Self-Consistency Falls Short! The Adverse Effects of Positional Bias on Long-Context Problems
Adam Byerly, Daniel Khashabi
TL;DR
The paper interrogates whether self-consistency (SC) scales to long-context problems, showing that position bias induces correlated errors that SC amplifies rather than mitigates. Through 651 experiments across eight models and nine long-context tasks, SC consistently degrades performance or yields negligible gains, across multiple aggregation methods and prompt formats. The authors identify position bias as the mechanistic culprit, evidencing U-shaped and monotonic error patterns in QA and text retrieval, and demonstrate that increasing model size only modestly reduces degradation without achieving improvements. The study highlights the need for bias-aware aggregation and context-aware inference strategies, suggesting directions such as position-aware voting, debiased sampling, and retrieval-augmented approaches for robust long-context understanding.
Abstract
Self-consistency (SC) improves the performance of large language models (LLMs) across various tasks and domains that involve short content.
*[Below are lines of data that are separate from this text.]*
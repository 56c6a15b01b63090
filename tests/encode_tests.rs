//! Encode executor behavior through the engine surface.

use std::sync::Arc;

use jsonplan::catalog::{Catalog, ClassDef, FormatterDef, PropertyDef};
use jsonplan::error::{EncodeError, PlanError, TransformError};
use jsonplan::{Config, Engine, Value};
use pretty_assertions::assert_eq;

fn engine_with(catalog: Catalog) -> Engine {
    Engine::builder(Arc::new(catalog)).build()
}

fn encode(engine: &Engine, ty: &str, value: &Value, config: &Config) -> Result<String, PlanError> {
    let bytes = engine.encode_to_vec(ty, value, config)?;
    Ok(String::from_utf8(bytes).unwrap())
}

#[test]
fn test_encode_nested_document() {
    let mut catalog = Catalog::new();
    catalog.add_class(
        ClassDef::new("Order")
            .property(PropertyDef::new("id", "int"))
            .property(PropertyDef::new("tags", "list<string>"))
            .property(PropertyDef::new("totals", "dict<string,float>"))
            .property(PropertyDef::new("note", "?string")),
    );
    let engine = engine_with(catalog);

    let value = Value::object(
        "Order",
        vec![
            ("id", Value::Int(7)),
            (
                "tags",
                Value::Seq(vec![Value::Str("new".into()), Value::Str("rush".into())]),
            ),
            ("totals", Value::map(vec![("net", Value::Float(9.5))])),
            ("note", Value::Null),
        ],
    );
    assert_eq!(
        encode(&engine, "Order", &value, &Config::new()).unwrap(),
        r#"{"id":7,"tags":["new","rush"],"totals":{"net":9.5},"note":null}"#
    );
}

#[test]
fn test_group_filter_keeps_declaration_order() {
    let mut catalog = Catalog::new();
    catalog.add_class(
        ClassDef::new("Report")
            .property(PropertyDef::new("a", "int").group("one"))
            .property(PropertyDef::new("b", "int").group("one").group("two"))
            .property(PropertyDef::new("c", "int").group("two").group("three")),
    );
    let engine = engine_with(catalog);
    let value = Value::object(
        "Report",
        vec![
            ("a", Value::Int(1)),
            ("b", Value::Int(2)),
            ("c", Value::Int(3)),
        ],
    );

    let config = Config::new().with_group("one");
    assert_eq!(
        encode(&engine, "Report", &value, &config).unwrap(),
        r#"{"a":1,"b":2}"#
    );

    // No configured groups means no filtering.
    assert_eq!(
        encode(&engine, "Report", &value, &Config::new()).unwrap(),
        r#"{"a":1,"b":2,"c":3}"#
    );
}

#[test]
fn test_group_filter_does_not_affect_decode() {
    let mut catalog = Catalog::new();
    catalog.add_class(
        ClassDef::new("Report")
            .property(PropertyDef::new("a", "int").group("one"))
            .property(PropertyDef::new("c", "int").group("two")),
    );
    let engine = engine_with(catalog);

    let config = Config::new().with_group("one");
    let decoded = engine
        .decode("Report", br#"{"a":1,"c":3}"#, &config)
        .unwrap();
    assert_eq!(
        decoded.value,
        Value::object("Report", vec![("a", Value::Int(1)), ("c", Value::Int(3))])
    );
}

#[test]
fn test_formatter_runs_forward_on_encode() {
    let mut catalog = Catalog::new();
    catalog.add_class(
        ClassDef::new("Event").property(PropertyDef::new("level", "int").formatter("level_name")),
    );
    let engine = Engine::builder(Arc::new(catalog))
        .formatter(FormatterDef::pure(
            "level_name",
            jsonplan::Type::int(),
            jsonplan::Type::string(),
            Arc::new(|value, _| match value.as_int() {
                Some(0) => Ok(Value::Str("info".into())),
                Some(_) => Ok(Value::Str("error".into())),
                None => Err(TransformError::new("level_name", "expected int")),
            }),
            Arc::new(|value, _| match value.as_str() {
                Some("info") => Ok(Value::Int(0)),
                Some(_) => Ok(Value::Int(1)),
                None => Err(TransformError::new("level_name", "expected string")),
            }),
        ))
        .build();

    let value = Value::object("Event", vec![("level", Value::Int(0))]);
    assert_eq!(
        encode(&engine, "Event", &value, &Config::new()).unwrap(),
        r#"{"level":"info"}"#
    );
}

#[test]
fn test_union_encode_by_runtime_shape() {
    let engine = engine_with(Catalog::new());
    let config = Config::new();
    assert_eq!(
        encode(&engine, "list<int|string>", &Value::Seq(vec![
            Value::Int(1),
            Value::Str("two".into()),
        ]), &config)
        .unwrap(),
        r#"[1,"two"]"#
    );
}

#[test]
fn test_type_mismatch_carries_wire_path() {
    let mut catalog = Catalog::new();
    catalog.add_class(ClassDef::new("Point").property(PropertyDef::new("x", "int")));
    let engine = engine_with(catalog);
    let value = Value::object("Point", vec![("x", Value::Str("oops".into()))]);

    match engine.encode_to_vec("Point", &value, &Config::new()) {
        Err(PlanError::Encode(EncodeError::TypeMismatch { path, expected, .. })) => {
            assert_eq!(path, "$.x");
            assert_eq!(expected, "int");
        }
        other => panic!("unexpected result: {other:?}"),
    }
}

#[test]
fn test_recursive_value_past_depth_is_circular() {
    let mut catalog = Catalog::new();
    catalog.add_class(
        ClassDef::new("Tree")
            .property(PropertyDef::new("label", "string"))
            .property(PropertyDef::new("child", "?Tree")),
    );
    let engine = engine_with(catalog);

    fn tree(depth: usize) -> Value {
        let mut fields = vec![("label", Value::Str(format!("n{depth}")))];
        if depth > 0 {
            fields.push(("child", tree(depth - 1)));
        }
        Value::object("Tree", fields)
    }

    let shallow = Config::new().with_max_depth(3);
    assert!(engine.encode_to_vec("Tree", &tree(2), &shallow).is_ok());

    match engine.encode_to_vec("Tree", &tree(10), &shallow) {
        Err(PlanError::Encode(EncodeError::CircularReference { identity, .. })) => {
            assert_eq!(identity, "Tree");
        }
        other => panic!("unexpected result: {other:?}"),
    }
}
However, does this support its effectiveness for long-context problems? We challenge the assumption that SC's benefits generalize to long-context settings, where LLMs often struggle with position bias, the systematic over-reliance on specific context regions-which hinders their ability to utilize information effectively from all parts of their context. Through comprehensive experimentation with varying state-of-the-art models, tasks, and SC formulations, we find that SC not only fails to improve but actively degrades performance on long-context tasks. This degradation is driven by persistent position bias, which worsens with longer context lengths and smaller model sizes but remains invariant to prompt format or task type. Unlike short-context tasks, where SC diversifies reasoning paths, long-context SC amplifies positional errors. These comprehensive results provide valuable insight into the limitations of current LLMs in long-context understanding and highlight the need for more sophisticated approaches.